2.4.3.1 Evolution chrono-culturelle

Durant les phases anciennes du Néolithique moyen, les lames polies apparaissent de manière constante dans les sépultures individuelles masculines de la culture de V.B.Q., et il s’agit d’outils qui permettent d’afficher une certaine distinction des individus. Les données manquent pour les Alpes elles-mêmes et la vallée du Rhône, mais nous retrouvons de tels objets exceptionnels dans trois tombes Chamblandes proches du Léman, avec la présence d’une longue lame de hache et de deux hache-marteau (cf. supra). Le dépôt d’objets exceptionnels peut être mis en filiation avec les traditions funéraires du Néolithique ancien danubien, où les étapes récentes du Rubané sont le lieu d’apparition de sépultures à mobilier abondant et de facture exceptionnelle, comprenant entre autre des herminettes perforées à double tranchant (Jeunesse 1997). Ce fait inscrit le Plateau suisse dans des réseaux de relation ancrés dans les terres septentrionales, comme l’a mis en évidence P. Moinat sur l’ensemble du rituel de cette phase (Moinat 1998). Dans ce sens, il est logique que les dépôts de lames polies dans les tombes du V.B.Q. soient bien représentés, en particulier par des formes de bottier, dans le Trentin où les relations avec le nord des Alpes sont attestées dès les origines de la néolithisation.

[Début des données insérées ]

//! # dstutor-api
//!
//! A single prompt-in, text-out interface over the hosted LLM providers the
//! tutor can talk to:
//! - Google Gemini (default)
//! - Groq and OpenAI (OpenAI-compatible chat completions)
//! - Anthropic (Claude)
//! - llama.cpp (self-hosted, OpenAI-compatible)
//!
//! Calls are stateless: no conversation context is threaded between them.
//!
//! ## Example
//!
//! ```rust,no_run
//! use dstutor_api::{BackendType, ClientFactory};
//!
//! #[tokio::main]
//! async fn main() -> anyhow::Result<()> {
//!     let client = ClientFactory::create(
//!         BackendType::Gemini,
//!         Some("your-api-key".to_string()),
//!         "gemini-1.5-flash".to_string(),
//!         None,
//!     )?;
//!
//!     let reply = client.invoke("What is a p-value?").await?;
//!     println!("{}", reply.content);
//!     Ok(())
//! }
//! ```

pub mod client;
pub mod config;
pub mod request_logger;

pub use client::{ChunkStream, LlmClient, ModelReply, StreamingChunk};
pub use client::{anthropic::AnthropicLlmClient, gemini::GeminiClient, groq::GroqLlmClient};

pub use config::{
    get_default_url_for_backend, normalize_api_url, parse_model_spec, BackendType, ClientFactory,
    ANTHROPIC_API_URL, GEMINI_API_URL, GROQ_API_URL, OPENAI_API_URL,
};
pub use request_logger::{get_logs_dir, safe_truncate};
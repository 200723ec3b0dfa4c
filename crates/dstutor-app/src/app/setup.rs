use anyhow::Result;
use colored::Colorize;
use std::path::PathBuf;
use std::time::Duration;

use dstutor_chat::{HistoryStore, PythonRunner, Tutor, TutorConfig};
use dstutor_types::{TutorError, UserRole};

use crate::cli::Cli;
use crate::config::ClientConfig;

/// Application configuration derived from CLI arguments and environment
#[derive(Debug, Clone)]
pub struct AppConfig {
    pub client_config: ClientConfig,
    pub tutor_config: TutorConfig,
    pub history_path: Option<PathBuf>,
    pub username: String,
    pub role: UserRole,
    pub python: String,
    pub code_timeout: Option<Duration>,
}

/// Set up application configuration from CLI arguments
pub fn setup_from_cli(cli: &Cli) -> Result<AppConfig> {
    let client_config = ClientConfig::from_cli(cli)?;

    let tutor_config = TutorConfig {
        topic: cli.topic.trim().to_string(),
        stream_delay: Duration::from_millis(cli.delay_ms),
        live_streaming: cli.stream,
    };

    if let Some(path) = &cli.history {
        log::info!("persisting chat history to {}", path.display());
    }

    Ok(AppConfig {
        client_config,
        tutor_config,
        history_path: cli.history.clone(),
        username: cli.username.clone(),
        role: UserRole::from_str(&cli.role),
        python: cli.python.clone(),
        code_timeout: cli.code_timeout.map(Duration::from_secs),
    })
}

impl AppConfig {
    /// Build the tutor pipeline. Fails only when the model cannot be configured.
    pub fn build_tutor(&self) -> Result<Tutor, TutorError> {
        let client = self.client_config.build_client()?;

        let runner = PythonRunner::new(self.python.clone()).with_timeout(self.code_timeout);
        let mut tutor = Tutor::new(client, self.tutor_config.clone()).with_runner(runner);
        if let Some(path) = &self.history_path {
            tutor = tutor.with_history(HistoryStore::new(path.clone()));
        }

        log::debug!("tutor ready with {}", self.client_config.describe());
        Ok(tutor)
    }

    pub fn print_banner(&self, mode: &str) {
        println!("{}", format!("📊 Data Science Tutor - {}", mode).bright_cyan().bold());
        println!(
            "{}",
            format!(
                "Model: {} • Topic: {} • Signed in as {} ({})",
                self.client_config.describe(),
                self.tutor_config.topic,
                self.username,
                self.role.as_str()
            )
            .bright_black()
        );
        if let Some(path) = &self.history_path {
            println!("{}", format!("History file: {}", path.display()).bright_black());
        }
    }
}

#[cfg(test)]
mod tests {
    use super::*;
    use clap::Parser;

    #[test]
    fn test_setup_maps_cli_fields() {
        let cli = Cli::try_parse_from([
            "dstutor",
            "--backend",
            "gemini",
            "--topic",
            "statistics",
            "--delay-ms",
            "0",
            "--role",
            "Admin",
            "--code-timeout",
            "5",
            "--history",
            "h.json",
        ])
        .unwrap();

        let config = setup_from_cli(&cli).unwrap();
        assert_eq!(config.tutor_config.topic, "statistics");
        assert_eq!(config.tutor_config.stream_delay, Duration::ZERO);
        assert_eq!(config.role, UserRole::Admin);
        assert_eq!(config.code_timeout, Some(Duration::from_secs(5)));
        assert_eq!(config.history_path, Some(PathBuf::from("h.json")));
    }
}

Dans la seconde partie du Néolithique moyen, après 4400 av. J.-C. environ, la place des lames de hache dans les rituels funéraires est affectée de profonds changements. Dans le Chasséen du Sud de la France, les lames polies sont très rares et de petites dimensions. Les données manquent pour l’Italie du Nord, mais les nombreuses tombes Chamblandes montrent un désintérêt pour les lames de hache. Deux exceptions d’importance sont toutefois à relever : d’une part, trois cas de dépôts de pièces en silex taillé de type Glis-Weisweil ; d’autre part, la présence de lames de hache en roches tenaces alpines dans des tombes sur le Haut Rhône français (Montagnieu/grotte de Souhait) et du Valais (Brig-Glis et surtout Saint-Léonard/les Bâtiments). Le dernier site offre l’intérêt d’être probablement contemporain de l’habitat de Sur le Grand Pré qui a fourni les preuves de la fabrication de lames de hache en roches d’origine régionale. Or, les lames polies des sépultures sont en éclogites, roches fort différentes qui ont de bonnes chances d’avoir circulé en provenance du Val d’Aoste ou du Nord-Piémont. Il y a donc dans ce cas une volonté de distinction : bien que les lames de hache des Bâtiments ne soient pas de facture exceptionnelle, leur matière constituante les démarquent des productions d’usage courant dans le Valais à cette période. A contrario, relevons que les nécropoles en cistes fouillées dans les autres vallées internes des Alpes occidentales, et placées beaucoup plus près des affleurements d’éclogites, n’ont pas livré de lames de hache (en particulier, Quart/Vollein, n° 904-1 et Villeneuve/Champ Rotard, n° 906-1 en Val d’Aoste, Aime/le Replat en Haute-Tarentaise).

Au Néolithique final, deux comportements opposés sont à relever. En Italie du Nord, dans les sépultures individuelles qui sont celles de cultures maîtrisant le cuivre, les lames de hache de dimensions moyennes occupent une place non négligeable dans les mobiliers funéraires, et participent à la distinction des individus qui s’exprime fortement dans l’ensemble du mobilier et en particulier par les poignards (Barfield 1986). A Fontaine-le-Puits, en plein coeur des vallées internes françaises, les lames de hache ont un statut de marqueur tout aussi important. Au contraire, les lames de hache sont très rares dans les sépultures collectives, très souvent petites et présentes à l’unité ou en faible nombre. Le fait semble avoir une portée générale selon un axe ouest-est, du Languedoc à la Vénétie, et apparaît dans les Alpes occidentales sans aucune différence notable. Au contraire, dans les régions plus septentrionales, au nord des Alpes, du Bassin parisien à la Suisse orientale, les sépultures collectives font une place plus importante aux haches qui semblent, au moins dans le S.O.M., être des simulacres de hache-marteau et être investies d’une valeur de signe (cf. chapitre 7).